━━━━━ Working data ━━━━━

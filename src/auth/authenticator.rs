//! Login against the remote service

use super::types::{Credentials, Session};
use crate::error::{Error, Result};
use crate::http::{HttpClient, RequestConfig};
use serde_json::Value;
use tracing::{debug, info};

/// Login endpoint path
pub const LOGIN_PATH: &str = "/api/1/users/login";

/// Session authenticator
#[derive(Debug, Clone)]
pub struct Authenticator {
    /// HTTP client for the login request
    http_client: HttpClient,
    /// Account credentials
    credentials: Credentials,
}

impl Authenticator {
    /// Create an authenticator for the default login endpoint
    pub fn new(http_client: HttpClient, credentials: Credentials) -> Self {
        Self {
            http_client,
            credentials,
        }
    }

    /// Post the credentials and return the resulting session.
    ///
    /// Any non-2xx response, or a body without `data.sessionid`, is an
    /// [`Error::Auth`].
    pub async fn login(&self) -> Result<Session> {
        debug!("Logging in at {}", LOGIN_PATH);

        let config = RequestConfig::new()
            .form_field("username", self.credentials.username())
            .form_field("password", self.credentials.password());

        let body: Value = self
            .http_client
            .post_json_with_config(LOGIN_PATH, config)
            .await
            .map_err(|e| match e {
                Error::Transport { status, body, .. } => Error::auth(format!(
                    "Login request failed with status {status}: {body}"
                )),
                other => other,
            })?;

        let session_id = body
            .pointer("/data/sessionid")
            .and_then(Value::as_str)
            .filter(|id| !id.is_empty())
            .ok_or_else(|| Error::auth("Login response did not contain a session id"))?;

        info!("Logged in as {}", self.credentials.username());
        Ok(Session::new(session_id))
    }
}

━━━━━

## Assignment:
State how many lines of the material above contain the word "HttpClient". Say nothing else.

## Exercise response:
3